Except the woman still denied any wrongdoing. She let Escobar search the place, where he found the stolen rifles and incriminating pawn-shop tickets.

Eventually she confessed at police headquarters. "She says, 'Man, you know, Sergeant Escobar, I should have picked that sucker up. You woulda never gotten me.' "

A lesson learned, indeed. "These were fancy, fancy nails; she was obviously proud of them," Escobar says. "But obviously they were not the equipment you use to burglarize a house."

Wet Dream

Six or seven years ago, when then-councilman Chris Bell was pushing hard for the city of Houston to bottle its municipal water and sell it in stores, people were underwhelmed.

Try as they might, they couldn't quite imagine a Houstonian standing by the sink, draining the last ounce of a bottle of Houston Pride water and then -- instead of turning on the tap and refilling the bottle -- saying, "Honey! I've got to head to the store to get more Houston tap water!"

Bell's idea never quite took off. But it apparently is not dead, even though Bell has long since left the council. Waving around a plastic bottle, Councilwoman Toni Lawrence announced at the April 19 council meeting that the city will begin selling its water. "I am holding the first bottle in my hand," she said, in words that one day will rank with "That's one small step for man…"

She called it the completion of "Chris Bell's dream."

But she wasn't very forthcoming with other details, and was unavailable for follow-up questions. So Houstonians will just have to wait, with bated breath, to see if finally -- finally -- they will have available to them an incredibly more inconvenient and expensive way of getting their tap water.

Next up: handy neighborhood centers where you can tote a six-foot stack of batteries in order to stock up on electricity -- great-tasting Houston electricity.

Beyond Alamodome

In the Mad Max movies, Mel Gibson took on all comers, bowing to no man. But he never had to face the San Antonio police.

Christopher Fenner did, and he spent 20 hours in jail learning to leave the Mad Max stuff to the professionals.

Fenner talked San Antonio's Alamo Drafthouse into hosting a marathon of the Gibson movies, and he and a couple dozen friends decided to drive to it in style.

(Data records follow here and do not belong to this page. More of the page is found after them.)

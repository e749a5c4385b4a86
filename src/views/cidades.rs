use crate::api::ApiClient;
use crate::error::ClientResult;
use crate::models::{Cidade, CidadePayload, MessageResponse};
use crate::session::AccessLevel;

/// City management; every action requires city-admin.
pub struct CidadesPage<'a> {
    api: &'a ApiClient,
}

impl<'a> CidadesPage<'a> {
    pub const REQUIRED: AccessLevel = AccessLevel::AdminCidade;

    pub fn new(api: &'a ApiClient) -> Self {
        Self { api }
    }

    pub async fn list(&self) -> ClientResult<Vec<Cidade>> {
        self.api.session().require(Self::REQUIRED)?;
        self.api.cidades().list().await
    }

    pub async fn create(&self, payload: &CidadePayload) -> ClientResult<Cidade> {
        self.api.session().require(Self::REQUIRED)?;
        self.api.cidades().create(payload).await
    }

    pub async fn update(&self, id: i64, payload: &CidadePayload) -> ClientResult<Cidade> {
        self.api.session().require(Self::REQUIRED)?;
        self.api.cidades().update(id, payload).await
    }

    pub async fn deactivate(&self, id: i64) -> ClientResult<MessageResponse> {
        self.api.session().require(Self::REQUIRED)?;
        self.api.cidades().delete(id).await
    }
}
//! Session data model and the authorization gate built on it.
//!
//! A [`Session`] always pairs a bearer token with the user profile it was
//! issued for; there is no way to hold one without the other.

pub mod context;
pub mod store;

pub use context::{LoginOutcome, SessionContext, SessionState};
pub use store::{CredentialStore, FileCredentialStore, MemoryCredentialStore};

use chrono::NaiveDateTime;
use serde::{Deserialize, Serialize};
use std::fmt;

/// Ordered access levels. Level N implies every permission of the levels below it.
#[derive(Debug, Clone, Copy, PartialEq, Eq, PartialOrd, Ord, Hash, Serialize, Deserialize)]
#[serde(try_from = "u8", into = "u8")]
pub enum AccessLevel {
    Visualizacao = 1,
    Editor = 2,
    AdminCidade = 3,
    AdminGlobal = 4,
}

impl AccessLevel {
    pub const ALL: [AccessLevel; 4] = [
        AccessLevel::Visualizacao,
        AccessLevel::Editor,
        AccessLevel::AdminCidade,
        AccessLevel::AdminGlobal,
    ];

    pub fn as_u8(self) -> u8 {
        self as u8
    }

    pub fn label(self) -> &'static str {
        match self {
            AccessLevel::Visualizacao => "Visualização",
            AccessLevel::Editor => "Editor",
            AccessLevel::AdminCidade => "Admin Cidade",
            AccessLevel::AdminGlobal => "Admin Global",
        }
    }
}

impl Default for AccessLevel {
    fn default() -> Self {
        AccessLevel::Visualizacao
    }
}

impl TryFrom<u8> for AccessLevel {
    type Error = String;

    fn try_from(value: u8) -> Result<Self, Self::Error> {
        match value {
            1 => Ok(AccessLevel::Visualizacao),
            2 => Ok(AccessLevel::Editor),
            3 => Ok(AccessLevel::AdminCidade),
            4 => Ok(AccessLevel::AdminGlobal),
            other => Err(format!("invalid access level: {} (expected 1-4)", other)),
        }
    }
}

impl From<AccessLevel> for u8 {
    fn from(level: AccessLevel) -> Self {
        level.as_u8()
    }
}

impl fmt::Display for AccessLevel {
    fn fmt(&self, f: &mut fmt::Formatter<'_>) -> fmt::Result {
        write!(f, "{} ({})", self.as_u8(), self.label())
    }
}

/// Profile of the authenticated user, as returned by `POST /auth/login`.
#[derive(Debug, Clone, PartialEq, Serialize, Deserialize)]
pub struct SessionUser {
    pub id: i64,
    pub nome_completo: String,
    pub email: String,
    pub nivel_acesso: AccessLevel,
    #[serde(default)]
    pub cidade_id: Option<i64>,
    #[serde(default, skip_serializing_if = "Option::is_none")]
    pub data_cadastro: Option<NaiveDateTime>,
}

/// The token/user pair held while authenticated.
#[derive(Clone, PartialEq)]
pub struct Session {
    token: String,
    user: SessionUser,
}

impl Session {
    pub fn new(token: impl Into<String>, user: SessionUser) -> Self {
        Self {
            token: token.into(),
            user,
        }
    }

    pub fn token(&self) -> &str {
        &self.token
    }

    pub fn user(&self) -> &SessionUser {
        &self.user
    }

    pub fn level(&self) -> AccessLevel {
        self.user.nivel_acesso
    }

    /// Single permission predicate: "has at least level `required`".
    pub fn has_permission(&self, required: AccessLevel) -> bool {
        self.user.nivel_acesso >= required
    }
}

// Keep bearer tokens out of logs
impl fmt::Debug for Session {
    fn fmt(&self, f: &mut fmt::Formatter<'_>) -> fmt::Result {
        f.debug_struct("Session")
            .field("token", &"<redacted>")
            .field("user", &self.user)
            .finish()
    }
}
use crate::cli::utils::output_record;
use crate::cli::{CliContext, OutputFormat};
use crate::guard::Route;
use crate::views::DashboardPage;

pub async fn handle(ctx: &mut CliContext, output_format: OutputFormat) -> anyhow::Result<()> {
    ctx.enter(Route::Dashboard)?;
    let stats = DashboardPage::new(&ctx.api).load().await?;

    output_record(
        &output_format,
        &stats,
        &[
            ("Total de profissionais", stats.total_profissionais.to_string()),
            ("Profissionais ativos", stats.profissionais_ativos.to_string()),
            ("Profissionais inativos", stats.profissionais_inativos.to_string()),
            ("Equipamentos", stats.total_equipamentos.to_string()),
            ("Cidades", stats.total_cidades.to_string()),
        ],
    )
}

Fenner, 41, manages a facility -- he'd prefer not to get more specific -- that provided him access to a fuel tanker. The group, which included two Eagle Scouts, then dressed some vehicles to look like the cannon-toting cars in the movies. The plan was to have a caravan for the 30 miles from Boerne to the movie house.

It wasn't the most high-tech thing in the world. The Eagle Scouts "had built a replica of the little four-barreled air-gun thing that they have in the back of one of the cars in the movie," Fenner says. "They built it out of cardboard and PVC pipe. It looked very fake."

Not fake enough, apparently. San Antonio police told Fenner they had received 20 to 30 calls about "terrorists trying to overtake a tanker."

Another blessing of the cell-phone world: Extremely gullible drivers can call 911 whenever they see a cardboard gun threatening a tanker.